After nearly three months of arms-length service through food and drink pickups and deliveries, restaurants around Lancaster County can finally begin serving customers in person Friday.

But as they plan for the restricted outdoor seating allowed during the “yellow phase” of Gov. Tom Wolf’s reopening guidelines, restaurant owners are grappling with how to make a pleasant and safe customer experience that can also boost their bottom lines.

Tables spaced 6-feet apart, masked servers, extra cleaning, slimmed-down menus, and time limits for dining are among the things customers can expect as restaurants try to operate efficiently while complying with the strict rules meant to limit the spread of COVID-19.

“It’s crazy times, but I want to be respectful to everyone,” said Leigh Lindsay, an owner of Zoetropolis Cinema Stillhouse in Lancaster. “We’re not going to make a ton of money off of this.”

At Zeotropolis, part of an initial greeting may include a phone number customers can use to text subsequent request to their server. While that might seem like overkill to some, Lindsay says she wants to accommodate customers who might prefer a more standoffish approach.

Bube's Brewery Outdoor Dining

Tim Murphy, scrubs the brick pavers, as employees make some changes to its biergarten to get it ready for operating within the restrictions for outdoor dining, at Bube's Brewery in Mount Joy Tuesday June 2, 2020.

“People have to take their masks off to eat, and we don’t want to bug people,” she said.

Removing tables, curbing profits

Rules for social distancing mean bars and restaurants are taking extra steps to discourage the kinds of casual, impromptu interactions that make them community gathering places.

At Bube’s Brewery in Mount Joy, a cornhole game and a pool table will be removed from the biergarten to keep customers from doing anything but eating and drinking at tables.

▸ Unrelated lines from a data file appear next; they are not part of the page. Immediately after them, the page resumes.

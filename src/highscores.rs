//! High score leaderboards
//!
//! One top-10 table per game, persisted under its own key.

use serde::{Deserialize, Serialize};

use crate::games::GameKind;
use crate::persistence::{KeyValueStore, load_json, save_json};

/// Maximum number of high scores to keep
pub const MAX_HIGH_SCORES: usize = 10;

/// A single high score entry
#[derive(Debug, Clone, PartialEq, Serialize, Deserialize)]
pub struct HighScoreEntry {
    pub score: u64,
    /// Unix timestamp (ms) when achieved
    pub timestamp: f64,
}

/// Leaderboard for one game, sorted by descending score
#[derive(Debug, Clone, PartialEq, Serialize, Deserialize, Default)]
pub struct HighScores {
    pub entries: Vec<HighScoreEntry>,
}

impl HighScores {
    pub fn new() -> Self {
        Self {
            entries: Vec::new(),
        }
    }

    /// Storage key for a game's table
    pub fn storage_key(kind: GameKind) -> String {
        format!("patopo_highscores_{}", kind.id())
    }

    /// Check if a score qualifies for the leaderboard
    pub fn qualifies(&self, score: u64) -> bool {
        if score == 0 {
            return false;
        }
        if self.entries.len() < MAX_HIGH_SCORES {
            return true;
        }
        self.entries.last().map(|e| score > e.score).unwrap_or(true)
    }

    /// Rank a score would achieve (1-indexed, None if it doesn't qualify)
    pub fn potential_rank(&self, score: u64) -> Option<usize> {
        if !self.qualifies(score) {
            return None;
        }
        let rank = self.entries.iter().position(|e| score > e.score);
        Some(rank.unwrap_or(self.entries.len()) + 1)
    }

    /// Insert a score if it qualifies. Returns the rank achieved.
    pub fn add_score(&mut self, score: u64, timestamp: f64) -> Option<usize> {
        let rank = self.potential_rank(score)?;
        self.entries.insert(rank - 1, HighScoreEntry { score, timestamp });
        self.entries.truncate(MAX_HIGH_SCORES);
        Some(rank)
    }

    pub fn is_empty(&self) -> bool {
        self.entries.is_empty()
    }

    pub fn top_score(&self) -> Option<u64> {
        self.entries.first().map(|e| e.score)
    }

    /// Load a game's table, falling back to an empty one
    pub fn load(store: &dyn KeyValueStore, kind: GameKind) -> Self {
        match load_json::<HighScores>(store, &Self::storage_key(kind)) {
            Ok(Some(mut scores)) => {
                scores.entries.sort_by(|a, b| b.score.cmp(&a.score));
                scores.entries.truncate(MAX_HIGH_SCORES);
                log::info!("Loaded {} high scores for {}", scores.entries.len(), kind.id());
                scores
            }
            Ok(None) => Self::new(),
            Err(e) => {
                log::warn!("Discarding high scores for {}: {}", kind.id(), e);
                Self::new()
            }
        }
    }

    pub fn save(&self, store: &mut dyn KeyValueStore, kind: GameKind) {
        match save_json(store, &Self::storage_key(kind), self) {
            Ok(()) => log::info!("High scores saved for {} ({} entries)", kind.id(), self.entries.len()),
            Err(e) => log::warn!("Could not save high scores for {}: {}", kind.id(), e),
        }
    }
}

/// Format the age of a timestamp as a relative date string
pub fn format_age(now_ms: f64, timestamp_ms: f64) -> String {
    let mins = ((now_ms - timestamp_ms) / 60_000.0).max(0.0);
    let hours = mins / 60.0;
    let days = hours / 24.0;

    if days >= 1.0 {
        match days.floor() as i64 {
            1 => "Yesterday".to_string(),
            d => format!("{} days ago", d),
        }
    } else if hours >= 1.0 {
        match hours.floor() as i64 {
            1 => "1 hour ago".to_string(),
            h => format!("{} hours ago", h),
        }
    } else if mins >= 1.0 {
        match mins.floor() as i64 {
            1 => "1 min ago".to_string(),
            m => format!("{} mins ago", m),
        }
    } else {
        "Just now".to_string()
    }
}

#[cfg(test)]
mod tests {
    use super::*;
    use crate::persistence::MemoryStore;

    #[test]
    fn test_zero_never_qualifies() {
        let hs = HighScores::new();
        assert!(!hs.qualifies(0));
        assert_eq!(hs.potential_rank(0), None);
    }

    #[test]
    fn test_sorted_insert_and_trim() {
        let mut hs = HighScores::new();
        for s in 1..=12u64 {
            hs.add_score(s * 10, s as f64);
        }
        assert_eq!(hs.entries.len(), MAX_HIGH_SCORES);
        assert_eq!(hs.top_score(), Some(120));
        assert_eq!(hs.entries.last().map(|e| e.score), Some(30));
        // Ties go below the existing entry
        assert_eq!(hs.potential_rank(120), Some(2));
        assert_eq!(hs.add_score(20, 0.0), None);
        assert_eq!(hs.add_score(1000, 0.0), Some(1));
    }

    #[test]
    fn test_tables_are_per_game() {
        let mut store = MemoryStore::default();
        let mut race = HighScores::new();
        race.add_score(500, 1.0);
        race.save(&mut store, GameKind::ScrollRace);
        assert_eq!(HighScores::load(&store, GameKind::ScrollRace), race);
        assert!(HighScores::load(&store, GameKind::Door).is_empty());
        assert_ne!(
            HighScores::storage_key(GameKind::LaneRace),
            HighScores::storage_key(GameKind::ScrollRace)
        );
    }

    #[test]
    fn test_corrupt_table_falls_back() {
        let mut store = MemoryStore::default();
        store
            .set(&HighScores::storage_key(GameKind::Punch), "{broken")
            .unwrap();
        assert!(HighScores::load(&store, GameKind::Punch).is_empty());
    }

    #[test]
    fn test_format_age() {
        let now = 10.0 * 86_400_000.0;
        assert_eq!(format_age(now, now), "Just now");
        assert_eq!(format_age(now, now - 90_000.0), "1 min ago");
        assert_eq!(format_age(now, now - 3.0 * 3_600_000.0), "3 hours ago");
        assert_eq!(format_age(now, now - 86_400_000.0), "Yesterday");
        assert_eq!(format_age(now, now - 4.0 * 86_400_000.0), "4 days ago");
    }
}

And at The Dutchmaid Deck in Ephrata, the covered outside bar will be off-limits to discourage customers from congregating.

While the experience will be different, Troy Minnich, said he expects The Dutchmaid Deck will be popular because people haven’t been able to go out to eat at a restaurant for so long.

“We’re anticipating that just because everything is going to be relaxed -- at least a little bit --that we’re going to be pretty busy,” said Minnich, who is one of five family owners of the restaurant.

Yet even as he is bracing for being busy, Minnich says losing half of the deck’s roughly 160 seats while needing to bring back staff to do additional cleaning means he’s not planning on making a lot of money while restrictions continue.

“Our sales are going to go down and our payroll is going to go up,” he said. “It’s obviously going to be a boost, but it’s not going to get us back to where we need to be.”

Streamlining sidewalk cafes

As restaurants with existing outdoor seating are tweaking them to comply with the new rules, others are planning to put new tables outside.

In Lancaster city, restaurants can apply now for special sidewalk cafe permits to allow additional outdoor seating beginning Friday. The application process has been expedited and fees are being waived under the ordinance city council is expected to adopt Friday morning.

The ordinance, which would allow liquor license holders to serve alcohol in more outdoor spaces, also includes the option for city officials to designate “public dining areas” where people could eat carryout meals from restaurants, and also drink alcohol.

Marshall Snively, president of the Lancaster City Alliance, has been working with restaurateurs and city officials on the outside dining ordinance which he expects will be a much-needed financial lift for struggling restaurants.

“Anything we can do now is going to be imperative to their future success,” he said.

As the city is encouraging al fresco dining by cutting red tape, the Pennsylvania Liquor Control Board is streamlining its own rules to make it easy to allow customers to drink alcohol in the new outdoor spaces.

“This is a very active and cooperative situation at this point,” said Bradley DeForge, an owner of Lancaster Dispensing Company who hopes to put 6 to 8 tables between his restaurant and the back of Lancaster Central Market.

DeForge said he is still waiting to hear how many tables he can have, and how many days they can be out, since that will determine whether it is worthwhile.

“It’s kind of a cumbersome process to move tables in and out just for a few hours a day,” said DeForge, who owns the restaurant with Judy Ross. 

Around the corner from Dipco, Daniel Falcon is hopeful about being able to set up seating for 40 to 50 people on Market Street between Central Market and his Old San Juan Cuisine and Rum Bar in the Shops at Hager.

“It’ll be great as long as we got good weather. When the weather gets bad, you literally go to zero,” he said. “But it doesn’t rain every day.”